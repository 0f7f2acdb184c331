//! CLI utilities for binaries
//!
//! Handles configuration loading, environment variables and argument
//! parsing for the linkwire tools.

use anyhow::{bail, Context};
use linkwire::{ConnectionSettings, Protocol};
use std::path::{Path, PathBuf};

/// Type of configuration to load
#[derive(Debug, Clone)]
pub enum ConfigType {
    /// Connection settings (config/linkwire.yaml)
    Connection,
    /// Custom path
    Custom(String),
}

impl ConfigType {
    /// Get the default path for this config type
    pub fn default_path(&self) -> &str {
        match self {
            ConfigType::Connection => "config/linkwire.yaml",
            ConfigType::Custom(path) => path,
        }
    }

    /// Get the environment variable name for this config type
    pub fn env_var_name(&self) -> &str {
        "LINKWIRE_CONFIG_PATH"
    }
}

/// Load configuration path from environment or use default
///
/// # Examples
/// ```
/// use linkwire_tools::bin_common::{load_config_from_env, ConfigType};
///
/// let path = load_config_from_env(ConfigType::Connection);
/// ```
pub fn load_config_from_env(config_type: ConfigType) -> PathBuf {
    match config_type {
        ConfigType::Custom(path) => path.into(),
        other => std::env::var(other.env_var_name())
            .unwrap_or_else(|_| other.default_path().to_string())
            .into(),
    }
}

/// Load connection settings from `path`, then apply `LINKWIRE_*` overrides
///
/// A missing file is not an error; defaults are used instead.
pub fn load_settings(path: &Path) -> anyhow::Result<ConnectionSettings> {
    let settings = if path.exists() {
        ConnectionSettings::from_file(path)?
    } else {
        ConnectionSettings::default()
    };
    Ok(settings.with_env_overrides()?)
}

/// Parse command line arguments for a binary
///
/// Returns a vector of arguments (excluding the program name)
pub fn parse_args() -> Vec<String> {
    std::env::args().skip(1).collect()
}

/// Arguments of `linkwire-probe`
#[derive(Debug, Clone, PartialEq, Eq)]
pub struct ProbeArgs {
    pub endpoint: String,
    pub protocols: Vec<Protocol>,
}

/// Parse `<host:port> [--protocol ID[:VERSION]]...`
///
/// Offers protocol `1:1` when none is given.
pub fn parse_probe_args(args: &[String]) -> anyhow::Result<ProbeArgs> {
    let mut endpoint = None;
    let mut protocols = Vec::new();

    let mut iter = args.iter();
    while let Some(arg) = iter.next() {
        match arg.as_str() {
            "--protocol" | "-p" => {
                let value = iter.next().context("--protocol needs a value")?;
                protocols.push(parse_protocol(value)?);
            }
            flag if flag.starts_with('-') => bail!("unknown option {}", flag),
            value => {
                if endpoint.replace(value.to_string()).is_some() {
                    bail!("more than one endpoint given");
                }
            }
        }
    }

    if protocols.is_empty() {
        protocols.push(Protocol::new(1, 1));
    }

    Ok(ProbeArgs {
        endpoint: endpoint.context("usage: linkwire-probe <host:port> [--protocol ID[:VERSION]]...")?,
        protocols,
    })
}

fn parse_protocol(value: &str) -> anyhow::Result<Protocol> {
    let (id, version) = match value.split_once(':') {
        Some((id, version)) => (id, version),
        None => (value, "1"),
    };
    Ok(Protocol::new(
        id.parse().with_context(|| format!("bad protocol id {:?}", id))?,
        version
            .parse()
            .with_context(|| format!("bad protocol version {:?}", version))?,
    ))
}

---

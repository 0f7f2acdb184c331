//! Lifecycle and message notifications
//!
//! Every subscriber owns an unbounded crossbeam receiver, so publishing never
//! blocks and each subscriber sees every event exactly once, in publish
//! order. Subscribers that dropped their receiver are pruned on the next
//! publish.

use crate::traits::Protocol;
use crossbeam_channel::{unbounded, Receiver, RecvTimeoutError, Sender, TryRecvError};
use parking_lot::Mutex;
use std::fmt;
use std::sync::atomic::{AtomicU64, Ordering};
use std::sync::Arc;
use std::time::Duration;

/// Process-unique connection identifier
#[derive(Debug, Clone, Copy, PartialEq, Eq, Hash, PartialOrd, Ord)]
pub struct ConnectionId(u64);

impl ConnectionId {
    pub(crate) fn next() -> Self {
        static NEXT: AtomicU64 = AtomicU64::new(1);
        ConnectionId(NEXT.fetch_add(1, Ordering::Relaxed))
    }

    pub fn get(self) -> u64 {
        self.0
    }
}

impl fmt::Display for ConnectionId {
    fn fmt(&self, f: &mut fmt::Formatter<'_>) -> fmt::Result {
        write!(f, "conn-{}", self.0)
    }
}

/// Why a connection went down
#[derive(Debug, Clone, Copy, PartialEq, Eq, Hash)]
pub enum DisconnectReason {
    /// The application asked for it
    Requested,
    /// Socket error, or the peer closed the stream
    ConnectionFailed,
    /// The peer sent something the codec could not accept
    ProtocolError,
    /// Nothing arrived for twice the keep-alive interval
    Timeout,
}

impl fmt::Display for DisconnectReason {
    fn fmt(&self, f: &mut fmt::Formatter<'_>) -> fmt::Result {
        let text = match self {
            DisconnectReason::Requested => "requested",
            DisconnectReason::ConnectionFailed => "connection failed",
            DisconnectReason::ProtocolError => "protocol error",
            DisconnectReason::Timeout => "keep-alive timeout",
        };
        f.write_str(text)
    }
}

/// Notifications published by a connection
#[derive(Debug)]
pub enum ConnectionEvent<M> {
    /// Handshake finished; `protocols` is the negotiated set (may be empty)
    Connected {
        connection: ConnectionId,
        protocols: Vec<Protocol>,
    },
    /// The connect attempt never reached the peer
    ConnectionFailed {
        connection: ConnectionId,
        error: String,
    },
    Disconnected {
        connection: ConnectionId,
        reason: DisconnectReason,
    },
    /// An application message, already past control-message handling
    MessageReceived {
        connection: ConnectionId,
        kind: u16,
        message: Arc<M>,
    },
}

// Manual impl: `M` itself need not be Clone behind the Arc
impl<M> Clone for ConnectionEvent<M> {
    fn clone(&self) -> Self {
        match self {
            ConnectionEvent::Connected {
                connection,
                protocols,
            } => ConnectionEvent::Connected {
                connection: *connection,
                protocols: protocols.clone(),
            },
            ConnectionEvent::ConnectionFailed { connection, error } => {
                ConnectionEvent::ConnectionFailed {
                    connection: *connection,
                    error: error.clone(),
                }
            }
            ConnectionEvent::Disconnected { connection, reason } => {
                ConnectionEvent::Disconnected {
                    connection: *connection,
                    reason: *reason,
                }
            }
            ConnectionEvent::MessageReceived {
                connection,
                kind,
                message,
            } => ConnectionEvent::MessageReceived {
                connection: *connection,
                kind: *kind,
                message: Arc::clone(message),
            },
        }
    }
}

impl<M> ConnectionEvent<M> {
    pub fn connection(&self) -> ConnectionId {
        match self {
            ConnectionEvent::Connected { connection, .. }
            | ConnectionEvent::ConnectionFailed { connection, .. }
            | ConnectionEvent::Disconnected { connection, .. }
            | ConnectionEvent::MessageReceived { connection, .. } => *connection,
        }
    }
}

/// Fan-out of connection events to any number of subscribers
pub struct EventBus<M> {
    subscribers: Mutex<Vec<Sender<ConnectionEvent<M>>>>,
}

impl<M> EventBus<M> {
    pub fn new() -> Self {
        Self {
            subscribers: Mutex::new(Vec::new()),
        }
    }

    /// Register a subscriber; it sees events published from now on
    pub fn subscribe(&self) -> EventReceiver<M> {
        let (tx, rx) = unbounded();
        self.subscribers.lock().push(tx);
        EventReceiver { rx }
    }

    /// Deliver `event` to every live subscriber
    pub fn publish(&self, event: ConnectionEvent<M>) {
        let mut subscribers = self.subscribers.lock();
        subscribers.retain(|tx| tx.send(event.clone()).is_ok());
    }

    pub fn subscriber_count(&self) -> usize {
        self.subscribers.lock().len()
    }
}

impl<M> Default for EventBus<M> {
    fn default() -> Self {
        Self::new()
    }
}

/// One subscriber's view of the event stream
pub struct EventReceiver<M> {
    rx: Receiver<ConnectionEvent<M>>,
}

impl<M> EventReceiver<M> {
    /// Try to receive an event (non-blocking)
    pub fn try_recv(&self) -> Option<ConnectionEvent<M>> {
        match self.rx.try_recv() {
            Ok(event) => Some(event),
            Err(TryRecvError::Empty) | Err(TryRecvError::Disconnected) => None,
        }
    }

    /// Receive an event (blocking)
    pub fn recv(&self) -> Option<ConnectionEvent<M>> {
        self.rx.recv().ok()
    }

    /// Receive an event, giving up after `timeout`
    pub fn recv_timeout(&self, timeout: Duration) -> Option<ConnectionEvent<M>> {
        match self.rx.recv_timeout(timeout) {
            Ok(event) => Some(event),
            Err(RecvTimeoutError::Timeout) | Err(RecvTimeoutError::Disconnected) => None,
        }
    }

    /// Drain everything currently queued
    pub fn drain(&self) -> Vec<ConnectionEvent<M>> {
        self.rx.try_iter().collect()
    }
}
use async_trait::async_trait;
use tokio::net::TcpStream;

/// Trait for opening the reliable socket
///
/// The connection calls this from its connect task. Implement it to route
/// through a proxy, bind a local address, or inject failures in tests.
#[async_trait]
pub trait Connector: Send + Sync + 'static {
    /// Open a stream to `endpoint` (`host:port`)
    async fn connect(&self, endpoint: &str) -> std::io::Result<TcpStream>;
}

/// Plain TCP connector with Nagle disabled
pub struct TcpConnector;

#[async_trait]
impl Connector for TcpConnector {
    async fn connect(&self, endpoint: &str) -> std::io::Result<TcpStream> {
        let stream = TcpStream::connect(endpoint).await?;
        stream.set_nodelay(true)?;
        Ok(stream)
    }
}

§ EXERCISE OBJECTIVE
Each line that includes the string "events" should be copied from the data.

§ TASK OUTPUT
/// Fan-out of connection events to any number of subscribers
    /// Register a subscriber; it sees events published from now on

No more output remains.